A variety of circumstances can cause the robot's performance to be less than adequate. For example, as illustrated in FIG. 1, robots 62 which utilize wheels 60 or narrow tracks often encounter debris 61 or other obstacles in the pipe 59 which the robot 62 is unable to navigating past or through. In many situations, the wheels 60 or narrow tracks of the robot 62 do not come in contact with the debris 61 in the center of the pipe 59. In such situations, the robot 62 is not able to climb over the debris 61 and continue its movement.
Also, as illustrated in FIG. 2, when robots 62 which utilize wheels 60 attempt to navigate past or through hard debris 61 or other obstacles in a pipe, the robot 62 can become immobile and stuck in a “high centered” position. Once the front of the robot 62 drives over the hard debris 61 or obstacle, the front wheels are often lifted and provide no traction for the robot 62. Additionally, as most of the robot weight is transferred directly to the debris 61 or obstacle, the rear wheels do not have much weight applied to them, and generally are unable to provide enough force to create any further movement of the robot 62 in the pipe 59. Robots which utilize narrow tracks generally experience similar problems when the debris or obstacle is positioned between the tracks, either in front of or below the body.
Robots which utilize a conventional track and pulley system often suffer from jamming of the track system 68, thereby rendering the robot immobile. As shown in FIG. 3, the pulley 69 generally defines a continuous series of teeth and valleys around the circumference of the pulley, and the track 70 defines a continuous series of teeth and valleys which cooperatively engage with teeth and valleys of the pulley. With this configuration, even small particulate can cause large problems. Any particulate that enters the system and settles in a valley of either the pulley or the track can cause meshing problems between the track and the pulley once the particulate reaches the pulley-track interface. The particulate in the valley operates to lift the track off of the pulley, thereby placing an increased tension on the track, requiring the motor to work harder and harder to move the track, and potentially causing the jamming of the track system.

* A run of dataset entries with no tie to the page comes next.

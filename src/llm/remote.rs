//! HTTP completion service for OpenAI-compatible chat APIs.

use crate::defaults;
use crate::error::{AssistError, Result};
use crate::llm::completion::{ChatTurn, CompletionService, GenerationParams};
use reqwest::blocking::Client;
use reqwest::header::{AUTHORIZATION, CONTENT_TYPE, HeaderMap, HeaderValue};
use serde::{Deserialize, Serialize};
use std::time::Duration;

#[derive(Debug, Serialize)]
struct ChatCompletionRequest<'a> {
    model: &'a str,
    messages: &'a [ChatTurn],
    temperature: f32,
    max_tokens: u32,
    top_p: f32,
    frequency_penalty: f32,
    presence_penalty: f32,
}

#[derive(Debug, Deserialize)]
struct ChatCompletionResponse {
    choices: Vec<ChatChoice>,
}

#[derive(Debug, Deserialize)]
struct ChatChoice {
    message: ChatMessageResponse,
}

#[derive(Debug, Deserialize)]
struct ChatMessageResponse {
    content: Option<String>,
}

/// Configuration for the remote completion service.
#[derive(Debug, Clone)]
pub struct RemoteCompletionConfig {
    pub base_url: String,
    pub api_key: String,
    pub model: String,
    pub timeout: Duration,
}

impl Default for RemoteCompletionConfig {
    fn default() -> Self {
        Self {
            base_url: defaults::DEFAULT_COMPLETION_BASE_URL.to_string(),
            api_key: String::new(),
            model: defaults::DEFAULT_MODEL.to_string(),
            timeout: defaults::REQUEST_TIMEOUT,
        }
    }
}

/// Chat completion client for OpenAI-compatible endpoints.
pub struct RemoteCompletionService {
    config: RemoteCompletionConfig,
    client: Client,
}

impl RemoteCompletionService {
    /// Builds the client with auth headers and request timeout applied.
    pub fn new(config: RemoteCompletionConfig) -> Result<Self> {
        let mut headers = HeaderMap::new();
        headers.insert(CONTENT_TYPE, HeaderValue::from_static("application/json"));
        if !config.api_key.is_empty() {
            let value = HeaderValue::from_str(&format!("Bearer {}", config.api_key)).map_err(
                |e| AssistError::ConfigInvalidValue {
                    key: "api_key".to_string(),
                    message: format!("not a valid header value: {}", e),
                },
            )?;
            headers.insert(AUTHORIZATION, value);
        }

        let client = Client::builder()
            .default_headers(headers)
            .timeout(config.timeout)
            .build()
            .map_err(|e| AssistError::Completion {
                message: format!("failed to build HTTP client: {}", e),
            })?;

        Ok(Self { config, client })
    }

    fn endpoint(&self) -> String {
        format!(
            "{}/chat/completions",
            self.config.base_url.trim_end_matches('/')
        )
    }

    /// Sends a trivial round-trip request to verify credentials and
    /// connectivity.
    pub fn test_connection(&self) -> Result<bool> {
        let turns = [ChatTurn::user(
            "Respond with \"Connection successful\" if you can see this message.",
        )];
        let reply = self.complete(&turns, &GenerationParams::default())?;
        Ok(reply.contains("Connection successful") || reply.contains("successful"))
    }
}

impl CompletionService for RemoteCompletionService {
    fn complete(&self, turns: &[ChatTurn], params: &GenerationParams) -> Result<String> {
        let request = ChatCompletionRequest {
            model: &self.config.model,
            messages: turns,
            temperature: params.temperature,
            max_tokens: params.max_tokens,
            top_p: params.top_p,
            frequency_penalty: params.frequency_penalty,
            presence_penalty: params.presence_penalty,
        };

        let response = self
            .client
            .post(self.endpoint())
            .json(&request)
            .send()
            .map_err(|e| AssistError::Completion {
                message: format!("HTTP request failed: {}", e),
            })?;

        let status = response.status();
        if !status.is_success() {
            let body = response
                .text()
                .unwrap_or_else(|_| "failed to read error response".to_string());
            return Err(AssistError::Completion {
                message: format!("status {}: {}", status, body),
            });
        }

        let completion: ChatCompletionResponse =
            response.json().map_err(|e| AssistError::Completion {
                message: format!("failed to parse response: {}", e),
            })?;

        completion
            .choices
            .into_iter()
            .next()
            .and_then(|choice| choice.message.content)
            .ok_or_else(|| AssistError::Completion {
                message: "response contained no content".to_string(),
            })
    }

    fn name(&self) -> &'static str {
        "remote-completion"
    }
}

#[cfg(test)]
mod tests {
    use super::*;
    use crate::llm::completion::Role;

    #[test]
    fn test_endpoint_strips_trailing_slash() {
        let service = RemoteCompletionService::new(RemoteCompletionConfig {
            base_url: "https://example.test/v1/".to_string(),
            api_key: "k".to_string(),
            ..Default::default()
        })
        .unwrap();
        assert_eq!(service.endpoint(), "https://example.test/v1/chat/completions");
    }

    #[test]
    fn test_request_serialization_includes_fixed_params() {
        let turns = vec![ChatTurn::system("sys"), ChatTurn::user("q")];
        let params = GenerationParams::default();
        let request = ChatCompletionRequest {
            model: "test-model",
            messages: &turns,
            temperature: params.temperature,
            max_tokens: params.max_tokens,
            top_p: params.top_p,
            frequency_penalty: params.frequency_penalty,
            presence_penalty: params.presence_penalty,
        };

        let json: serde_json::Value = serde_json::to_value(&request).unwrap();
        assert_eq!(json["model"], "test-model");
        assert_eq!(json["max_tokens"], 500);
        assert_eq!(json["messages"][0]["role"], "system");
        assert_eq!(json["messages"][1]["content"], "q");
        assert!((json["temperature"].as_f64().unwrap() - 0.7).abs() < 1e-6);
    }

    #[test]
    fn test_response_parsing() {
        let body = r#"{"choices":[{"message":{"role":"assistant","content":"hi there"}}]}"#;
        let parsed: ChatCompletionResponse = serde_json::from_str(body).unwrap();
        assert_eq!(
            parsed.choices[0].message.content.as_deref(),
            Some("hi there")
        );
    }

    #[test]
    fn test_response_parsing_null_content() {
        let body = r#"{"choices":[{"message":{"content":null}}]}"#;
        let parsed: ChatCompletionResponse = serde_json::from_str(body).unwrap();
        assert!(parsed.choices[0].message.content.is_none());
    }

    #[test]
    fn test_chat_turn_helpers() {
        assert_eq!(ChatTurn::system("a").role, Role::System);
        assert_eq!(ChatTurn::user("b").role, Role::User);
        assert_eq!(ChatTurn::assistant("c").role, Role::Assistant);
    }

    #[test]
    fn test_invalid_api_key_header_is_config_error() {
        let result = RemoteCompletionService::new(RemoteCompletionConfig {
            api_key: "bad\nkey".to_string(),
            ..Default::default()
        });
        assert!(matches!(
            result,
            Err(AssistError::ConfigInvalidValue { .. })
        ));
    }
}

In many configurations, compact robots utilized to explore, navigate, map, etc. include a winch mounted to the exterior of the robot. The winch is utilized to reel in the tether, thereby pulling the robot back towards its starting position. Because the tether often operates to carry power and/or control data to the robot, and data from the robot to a device external to the pipe for processing, the tether tends to be relatively large and heavy, thereby adding unnecessary size and weight to the robot. In addition, as shown in FIG. 4, the capstan is typically a flat-bottomed capstan which facilitates cable movement in only one direction. With the flat capstan profile, the tether often tends to walk to one side and become tangled as it is run continuously.
For exterior mounted winch configurations, odometry is traditionally performed by a mechanical counter in contact with the pulley so that the counter increments its count with each revolution of the pulley. In order to avoid corrosion and other problems with the counter, the winch typically requires that a seal be utilized to isolate the counter from the environment in the pipe.
Leaving a manhole cover in an open position for any length of time while the robot is gathering information can also result in the robot's performance being less than ideal. Inside typical underground pipe systems, the temperature is relatively constant (e.g., around 50 degrees Fahrenheit), and the humidity is relatively constant and relatively high. When a manholes cover is left in an open position, cold surface air typically enters the pipe, and a dense fog can form due to the relatively high temperature and humidity of the existing air in the pipe. The fog can be so dense that it can prevent proper visual observation of the pipe wall, thereby preventing some defects from being observed.